§ **Assignment**
Report, as a single number, how many lines of the records contain the word "leaves".

Collected data entries
------------------------------------------------------------
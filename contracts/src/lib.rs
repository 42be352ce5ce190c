//! # Vault Contracts
//!
//! The contracts the execution host runs:
//!
//! - **Vault**: custody ledger. Principals deposit value, withdraw their
//!   own funds, and grant revocable, bounded allowances that let a spender
//!   withdraw on their behalf.
//! - **Counter**: a shared counter with per-user tallies and a paid
//!   increment whose proceeds only the owner can collect.
//!
//! ## Design Principles
//!
//! 1. All monetary operations check for overflow: `checked_add` and
//!    `checked_sub` everywhere.
//! 2. State is decremented before value leaves. The host's transfer hook
//!    may re-enter a contract, and it must find the books already updated.
//! 3. A failed call leaves no trace. Vault calls snapshot and restore.
//! 4. Every state and event type is serializable (serde) so the host can
//!    persist it between calls.

pub mod counter;
pub mod depositor_set;
pub mod vault;

pub use counter::{Counter, CounterError, CounterEvent, CounterState};
pub use depositor_set::DepositorSet;
pub use vault::{Vault, VaultConfig, VaultError, VaultEvent, VaultState};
------------------------------------------------------------
§ **Completed task**
2